[MATERIAL FOR THE TASK Boundary: Start]

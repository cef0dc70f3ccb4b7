//! Diagnostic reporting over the dependency graph.

use std::collections::{HashMap, HashSet};
use std::fmt;

use crate::key::Key;

use super::ComponentRegistration;

/// Coarse complexity grade derived from graph shape.
#[derive(Debug, Clone, Copy, PartialEq, Eq)]
pub enum ComplexityRating {
    /// Shallow graph with few dependencies per component.
    Low,
    /// Noticeable chains or fan-out; still easy to reason about.
    Moderate,
    /// Deep chains or heavy fan-out; worth simplifying.
    High,
}

impl fmt::Display for ComplexityRating {
    fn fmt(&self, f: &mut fmt::Formatter<'_>) -> fmt::Result {
        match self {
            ComplexityRating::Low => write!(f, "Low"),
            ComplexityRating::Moderate => write!(f, "Moderate"),
            ComplexityRating::High => write!(f, "High"),
        }
    }
}

/// Summary statistics over the dependency graph. Reporting only; nothing
/// reads these numbers back into behavior.
#[derive(Debug, Clone, PartialEq)]
pub struct DependencyAnalysis {
    /// Declared dependency edges across all components.
    pub total_dependencies: usize,
    /// Largest dependency list on a single component.
    pub max_per_component: usize,
    /// Mean dependency list length.
    pub avg_per_component: f64,
    /// Node count of the longest registered dependency chain.
    pub longest_chain: usize,
    /// Grade derived from chain depth and average fan-out.
    pub complexity: ComplexityRating,
}

pub(crate) fn analyze(
    registrations: &HashMap<Key, ComponentRegistration>,
) -> DependencyAnalysis {
    let total: usize = registrations.values().map(|reg| reg.dependencies.len()).sum();
    let max = registrations
        .values()
        .map(|reg| reg.dependencies.len())
        .max()
        .unwrap_or(0);
    let avg = if registrations.is_empty() {
        0.0
    } else {
        total as f64 / registrations.len() as f64
    };

    let mut memo: HashMap<Key, usize> = HashMap::new();
    let longest = registrations
        .keys()
        .map(|key| chain_depth(*key, registrations, &mut memo, &mut HashSet::new()))
        .max()
        .unwrap_or(0);

    let complexity = if longest > 6 || avg > 3.0 {
        ComplexityRating::High
    } else if longest > 3 || avg > 1.5 {
        ComplexityRating::Moderate
    } else {
        ComplexityRating::Low
    };

    DependencyAnalysis {
        total_dependencies: total,
        max_per_component: max,
        avg_per_component: avg,
        longest_chain: longest,
        complexity,
    }
}

/// Longest chain rooted at `node`, counted in nodes. Already-seen nodes on
/// the current path contribute nothing, so a cyclic graph (which validation
/// reports separately) terminates instead of recursing forever.
fn chain_depth(
    node: Key,
    registrations: &HashMap<Key, ComponentRegistration>,
    memo: &mut HashMap<Key, usize>,
    on_path: &mut HashSet<Key>,
) -> usize {
    if let Some(depth) = memo.get(&node) {
        return *depth;
    }
    if !on_path.insert(node) {
        return 0;
    }

    let deepest = registrations
        .get(&node)
        .map(|reg| {
            reg.dependencies
                .iter()
                .filter(|dep| registrations.contains_key(dep))
                .map(|dep| chain_depth(*dep, registrations, memo, on_path))
                .max()
                .unwrap_or(0)
        })
        .unwrap_or(0);

    on_path.remove(&node);
    let depth = deepest + 1;
    memo.insert(node, depth);
    depth
}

[MATERIAL FOR THE TASK Boundary: End]

■ TASK TO COMPLETE
All the records above are to be reproduced exactly.

■ YOUR SOLUTION
repository cef0dc70f3ccb4b7
//! Diagnostic reporting over the dependency graph.

use std::collections::{HashMap, HashSet};
use std::fmt;

use crate::key::Key;

use super::ComponentRegistration;

/// Coarse complexity grade derived from graph shape.
#[derive(Debug, Clone, Copy, PartialEq, Eq)]
pub enum ComplexityRating {
    /// Shallow graph with few dependencies per component.
    Low,
    /// Noticeable chains or fan-out; still easy to reason about.
    Moderate,
    /// Deep chains or heavy fan-out; worth simplifying.
    High,
}

impl fmt::Display for ComplexityRating {
    fn fmt(&self, f: &mut fmt::Formatter<'_>) -> fmt::Result {
        match self {
            ComplexityRating::Low => write!(f, "Low"),
            ComplexityRating::Moderate => write!(f, "Moderate"),
            ComplexityRating::High => write!(f, "High"),
        }
    }
}

/// Summary statistics over the dependency graph. Reporting only; nothing
/// reads these numbers back into behavior.
#[derive(Debug, Clone, PartialEq)]
pub struct DependencyAnalysis {
    /// Declared dependency edges across all components.
    pub total_dependencies: usize,
    /// Largest dependency list on a single component.
    pub max_per_component: usize,
    /// Mean dependency list length.
    pub avg_per_component: f64,
    /// Node count of the longest registered dependency chain.
    pub longest_chain: usize,
    /// Grade derived from chain depth and average fan-out.
    pub complexity: ComplexityRating,
}

pub(crate) fn analyze(
    registrations: &HashMap<Key, ComponentRegistration>,
) -> DependencyAnalysis {
    let total: usize = registrations.values().map(|reg| reg.dependencies.len()).sum();
    let max = registrations
        .values()
        .map(|reg| reg.dependencies.len())
        .max()
        .unwrap_or(0);
    let avg = if registrations.is_empty() {
        0.0
    } else {
        total as f64 / registrations.len() as f64
    };

    let mut memo: HashMap<Key, usize> = HashMap::new();
    let longest = registrations
        .keys()
        .map(|key| chain_depth(*key, registrations, &mut memo, &mut HashSet::new()))
        .max()
        .unwrap_or(0);

    let complexity = if longest > 6 || avg > 3.0 {
        ComplexityRating::High
    } else if longest > 3 || avg > 1.5 {
        ComplexityRating::Moderate
    } else {
        ComplexityRating::Low
    };

    DependencyAnalysis {
        total_dependencies: total,
        max_per_component: max,
        avg_per_component: avg,
        longest_chain: longest,
        complexity,
    }
}

/// Longest chain rooted at `node`, counted in nodes. Already-seen nodes on
/// the current path contribute nothing, so a cyclic graph (which validation
/// reports separately) terminates instead of recursing forever.
fn chain_depth(
    node: Key,
    registrations: &HashMap<Key, ComponentRegistration>,
    memo: &mut HashMap<Key, usize>,
    on_path: &mut HashSet<Key>,
) -> usize {
    if let Some(depth) = memo.get(&node) {
        return *depth;
    }
    if !on_path.insert(node) {
        return 0;
    }

    let deepest = registrations
        .get(&node)
        .map(|reg| {
            reg.dependencies
                .iter()
                .filter(|dep| registrations.contains_key(dep))
                .map(|dep| chain_depth(*dep, registrations, memo, on_path))
                .max()
                .unwrap_or(0)
        })
        .unwrap_or(0);

    on_path.remove(&node);
    let depth = deepest + 1;
    memo.insert(node, depth);
    depth
}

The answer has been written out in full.